■ The task
Every record below must come back exactly as given.

Data extracted from a collection:

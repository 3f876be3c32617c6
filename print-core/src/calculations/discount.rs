//! Quantity discount tiers.
//!
//! A [`DiscountTierTable`] maps minimum order quantities to discount
//! fractions. The discount for an order is the fraction of the largest
//! threshold that does not exceed the quantity, so the discount is a
//! right-continuous staircase in quantity.

use std::collections::BTreeMap;

use rust_decimal::Decimal;
use serde::{Deserialize, Serialize};
use thiserror::Error;

/// Reasons a tier table is rejected at construction.
#[derive(Debug, Error, PartialEq, Eq)]
pub enum DiscountTierError {
    /// A fraction outside `[0, 1)`.
    #[error("discount {fraction} at {threshold} units is outside [0, 1)")]
    FractionOutOfRange { threshold: u32, fraction: Decimal },

    /// A larger threshold carrying a smaller discount.
    #[error("discount drops from {previous} to {fraction} at {threshold} units")]
    NotMonotonic {
        threshold: u32,
        previous: Decimal,
        fraction: Decimal,
    },
}

/// Validated map from minimum quantity to discount fraction.
#[derive(Debug, Clone, PartialEq, Eq, Serialize, Deserialize)]
#[serde(try_from = "BTreeMap<u32, Decimal>", into = "BTreeMap<u32, Decimal>")]
pub struct DiscountTierTable {
    tiers: BTreeMap<u32, Decimal>,
}

impl DiscountTierTable {
    /// Builds a table, checking that every fraction is in `[0, 1)` and that
    /// fractions never decrease as thresholds grow.
    pub fn new(tiers: BTreeMap<u32, Decimal>) -> Result<Self, DiscountTierError> {
        let mut previous = Decimal::ZERO;
        for (&threshold, &fraction) in &tiers {
            if fraction < Decimal::ZERO || fraction >= Decimal::ONE {
                return Err(DiscountTierError::FractionOutOfRange {
                    threshold,
                    fraction,
                });
            }
            if fraction < previous {
                return Err(DiscountTierError::NotMonotonic {
                    threshold,
                    previous,
                    fraction,
                });
            }
            previous = fraction;
        }
        Ok(Self { tiers })
    }

    /// A table with no tiers; every order gets zero discount.
    pub fn empty() -> Self {
        Self {
            tiers: BTreeMap::new(),
        }
    }

    /// Returns the discount fraction for `quantity`.
    ///
    /// Scans thresholds from the largest down and takes the first one that
    /// is `<= quantity`. Quantities below the smallest threshold get zero.
    pub fn discount_for(
        &self,
        quantity: u32,
    ) -> Decimal {
        self.tiers
            .range(..=quantity)
            .next_back()
            .map(|(_, fraction)| *fraction)
            .unwrap_or(Decimal::ZERO)
    }

    /// Thresholds and fractions in ascending threshold order.
    pub fn tiers(&self) -> impl Iterator<Item = (u32, Decimal)> + '_ {
        self.tiers.iter().map(|(q, f)| (*q, *f))
    }

    pub fn len(&self) -> usize {
        self.tiers.len()
    }

    pub fn is_empty(&self) -> bool {
        self.tiers.is_empty()
    }
}

impl Default for DiscountTierTable {
    /// The storefront's volume tiers: 5% from 250 units up to 25% from 5000.
    fn default() -> Self {
        let tiers = BTreeMap::from([
            (100, Decimal::ZERO),
            (250, Decimal::new(5, 2)),
            (500, Decimal::new(10, 2)),
            (1000, Decimal::new(15, 2)),
            (2500, Decimal::new(20, 2)),
            (5000, Decimal::new(25, 2)),
        ]);
        Self { tiers }
    }
}

impl TryFrom<BTreeMap<u32, Decimal>> for DiscountTierTable {
    type Error = DiscountTierError;

    fn try_from(tiers: BTreeMap<u32, Decimal>) -> Result<Self, Self::Error> {
        Self::new(tiers)
    }
}

impl From<DiscountTierTable> for BTreeMap<u32, Decimal> {
    fn from(table: DiscountTierTable) -> Self {
        table.tiers
    }
}

#[cfg(test)]
mod tests {
    use pretty_assertions::assert_eq;
    use rust_decimal_macros::dec;

    use super::*;

    // =========================================================================
    // discount_for tests
    // =========================================================================

    #[test]
    fn below_smallest_threshold_is_zero() {
        let table = DiscountTierTable::default();

        assert_eq!(table.discount_for(1), dec!(0));
        assert_eq!(table.discount_for(99), dec!(0));
    }

    #[test]
    fn exact_threshold_selects_that_tier() {
        let table = DiscountTierTable::default();

        assert_eq!(table.discount_for(250), dec!(0.05));
        assert_eq!(table.discount_for(500), dec!(0.10));
        assert_eq!(table.discount_for(5000), dec!(0.25));
    }

    #[test]
    fn between_thresholds_uses_lower_tier() {
        let table = DiscountTierTable::default();

        assert_eq!(table.discount_for(249), dec!(0));
        assert_eq!(table.discount_for(999), dec!(0.10));
        assert_eq!(table.discount_for(4999), dec!(0.20));
    }

    #[test]
    fn above_largest_threshold_uses_top_tier() {
        let table = DiscountTierTable::default();

        assert_eq!(table.discount_for(1_000_000), dec!(0.25));
    }

    #[test]
    fn discount_is_monotonic_in_quantity() {
        let table = DiscountTierTable::default();

        let mut previous = Decimal::ZERO;
        for quantity in 1..=6000 {
            let fraction = table.discount_for(quantity);
            assert!(
                fraction >= previous,
                "discount fell from {previous} to {fraction} at {quantity}"
            );
            previous = fraction;
        }
    }

    #[test]
    fn empty_table_never_discounts() {
        assert_eq!(DiscountTierTable::empty().discount_for(10_000), dec!(0));
    }

    // =========================================================================
    // construction tests
    // =========================================================================

    #[test]
    fn new_rejects_decreasing_fractions() {
        let tiers = BTreeMap::from([(100, dec!(0.10)), (500, dec!(0.05))]);

        let result = DiscountTierTable::new(tiers);

        assert_eq!(
            result,
            Err(DiscountTierError::NotMonotonic {
                threshold: 500,
                previous: dec!(0.10),
                fraction: dec!(0.05),
            })
        );
    }

    #[test]
    fn new_rejects_full_discount() {
        let tiers = BTreeMap::from([(100, dec!(1.0))]);

        let result = DiscountTierTable::new(tiers);

        assert!(matches!(
            result,
            Err(DiscountTierError::FractionOutOfRange { threshold: 100, .. })
        ));
    }

    #[test]
    fn deserialize_validates_tiers() {
        let ok: DiscountTierTable =
            serde_json::from_str(r#"{"10": "0.0", "20": "0.5"}"#).unwrap();
        assert_eq!(ok.discount_for(25), dec!(0.5));

        let bad = serde_json::from_str::<DiscountTierTable>(r#"{"10": "0.5", "20": "0.1"}"#);
        assert!(bad.is_err());
    }
}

■ Solution
repository 3f876be3c32617c6
filename print-core/src/calculations/discount.rs
//! Quantity discount tiers.
//!
//! A [`DiscountTierTable`] maps minimum order quantities to discount
//! fractions. The discount for an order is the fraction of the largest
//! threshold that does not exceed the quantity, so the discount is a
//! right-continuous staircase in quantity.

use std::collections::BTreeMap;

use rust_decimal::Decimal;
use serde::{Deserialize, Serialize};
use thiserror::Error;

/// Reasons a tier table is rejected at construction.
#[derive(Debug, Error, PartialEq, Eq)]
pub enum DiscountTierError {
    /// A fraction outside `[0, 1)`.
    #[error("discount {fraction} at {threshold} units is outside [0, 1)")]
    FractionOutOfRange { threshold: u32, fraction: Decimal },

    /// A larger threshold carrying a smaller discount.
    #[error("discount drops from {previous} to {fraction} at {threshold} units")]
    NotMonotonic {
        threshold: u32,
        previous: Decimal,
        fraction: Decimal,
    },
}

/// Validated map from minimum quantity to discount fraction.
#[derive(Debug, Clone, PartialEq, Eq, Serialize, Deserialize)]
#[serde(try_from = "BTreeMap<u32, Decimal>", into = "BTreeMap<u32, Decimal>")]
pub struct DiscountTierTable {
    tiers: BTreeMap<u32, Decimal>,
}

impl DiscountTierTable {
    /// Builds a table, checking that every fraction is in `[0, 1)` and that
    /// fractions never decrease as thresholds grow.
    pub fn new(tiers: BTreeMap<u32, Decimal>) -> Result<Self, DiscountTierError> {
        let mut previous = Decimal::ZERO;
        for (&threshold, &fraction) in &tiers {
            if fraction < Decimal::ZERO || fraction >= Decimal::ONE {
                return Err(DiscountTierError::FractionOutOfRange {
                    threshold,
                    fraction,
                });
            }
            if fraction < previous {
                return Err(DiscountTierError::NotMonotonic {
                    threshold,
                    previous,
                    fraction,
                });
            }
            previous = fraction;
        }
        Ok(Self { tiers })
    }

    /// A table with no tiers; every order gets zero discount.
    pub fn empty() -> Self {
        Self {
            tiers: BTreeMap::new(),
        }
    }

    /// Returns the discount fraction for `quantity`.
    ///
    /// Scans thresholds from the largest down and takes the first one that
    /// is `<= quantity`. Quantities below the smallest threshold get zero.
    pub fn discount_for(
        &self,
        quantity: u32,
    ) -> Decimal {
        self.tiers
            .range(..=quantity)
            .next_back()
            .map(|(_, fraction)| *fraction)
            .unwrap_or(Decimal::ZERO)
    }

    /// Thresholds and fractions in ascending threshold order.
    pub fn tiers(&self) -> impl Iterator<Item = (u32, Decimal)> + '_ {
        self.tiers.iter().map(|(q, f)| (*q, *f))
    }

    pub fn len(&self) -> usize {
        self.tiers.len()
    }

    pub fn is_empty(&self) -> bool {
        self.tiers.is_empty()
    }
}

impl Default for DiscountTierTable {
    /// The storefront's volume tiers: 5% from 250 units up to 25% from 5000.
    fn default() -> Self {
        let tiers = BTreeMap::from([
            (100, Decimal::ZERO),
            (250, Decimal::new(5, 2)),
            (500, Decimal::new(10, 2)),
            (1000, Decimal::new(15, 2)),
            (2500, Decimal::new(20, 2)),
            (5000, Decimal::new(25, 2)),
        ]);
        Self { tiers }
    }
}

impl TryFrom<BTreeMap<u32, Decimal>> for DiscountTierTable {
    type Error = DiscountTierError;

    fn try_from(tiers: BTreeMap<u32, Decimal>) -> Result<Self, Self::Error> {
        Self::new(tiers)
    }
}

impl From<DiscountTierTable> for BTreeMap<u32, Decimal> {
    fn from(table: DiscountTierTable) -> Self {
        table.tiers
    }
}

#[cfg(test)]
mod tests {
    use pretty_assertions::assert_eq;
    use rust_decimal_macros::dec;

    use super::*;

    // =========================================================================
    // discount_for tests
    // =========================================================================

    #[test]
    fn below_smallest_threshold_is_zero() {
        let table = DiscountTierTable::default();

        assert_eq!(table.discount_for(1), dec!(0));
        assert_eq!(table.discount_for(99), dec!(0));
    }

    #[test]
    fn exact_threshold_selects_that_tier() {
        let table = DiscountTierTable::default();

        assert_eq!(table.discount_for(250), dec!(0.05));
        assert_eq!(table.discount_for(500), dec!(0.10));
        assert_eq!(table.discount_for(5000), dec!(0.25));
    }

    #[test]
    fn between_thresholds_uses_lower_tier() {
        let table = DiscountTierTable::default();

        assert_eq!(table.discount_for(249), dec!(0));
        assert_eq!(table.discount_for(999), dec!(0.10));
        assert_eq!(table.discount_for(4999), dec!(0.20));
    }

    #[test]
    fn above_largest_threshold_uses_top_tier() {
        let table = DiscountTierTable::default();

        assert_eq!(table.discount_for(1_000_000), dec!(0.25));
    }

    #[test]
    fn discount_is_monotonic_in_quantity() {
        let table = DiscountTierTable::default();

        let mut previous = Decimal::ZERO;
        for quantity in 1..=6000 {
            let fraction = table.discount_for(quantity);
            assert!(
                fraction >= previous,
                "discount fell from {previous} to {fraction} at {quantity}"
            );
            previous = fraction;
        }
    }

    #[test]
    fn empty_table_never_discounts() {
        assert_eq!(DiscountTierTable::empty().discount_for(10_000), dec!(0));
    }

    // =========================================================================
    // construction tests
    // =========================================================================

    #[test]
    fn new_rejects_decreasing_fractions() {
        let tiers = BTreeMap::from([(100, dec!(0.10)), (500, dec!(0.05))]);

        let result = DiscountTierTable::new(tiers);

        assert_eq!(
            result,
            Err(DiscountTierError::NotMonotonic {
                threshold: 500,
                previous: dec!(0.10),
                fraction: dec!(0.05),
            })
        );
    }

    #[test]
    fn new_rejects_full_discount() {
        let tiers = BTreeMap::from([(100, dec!(1.0))]);

        let result = DiscountTierTable::new(tiers);

        assert!(matches!(
            result,
            Err(DiscountTierError::FractionOutOfRange { threshold: 100, .. })
        ));
    }

    #[test]
    fn deserialize_validates_tiers() {
        let ok: DiscountTierTable =
            serde_json::from_str(r#"{"10": "0.0", "20": "0.5"}"#).unwrap();
        assert_eq!(ok.discount_for(25), dec!(0.5));

        let bad = serde_json::from_str::<DiscountTierTable>(r#"{"10": "0.5", "20": "0.1"}"#);
        assert!(bad.is_err());
    }
}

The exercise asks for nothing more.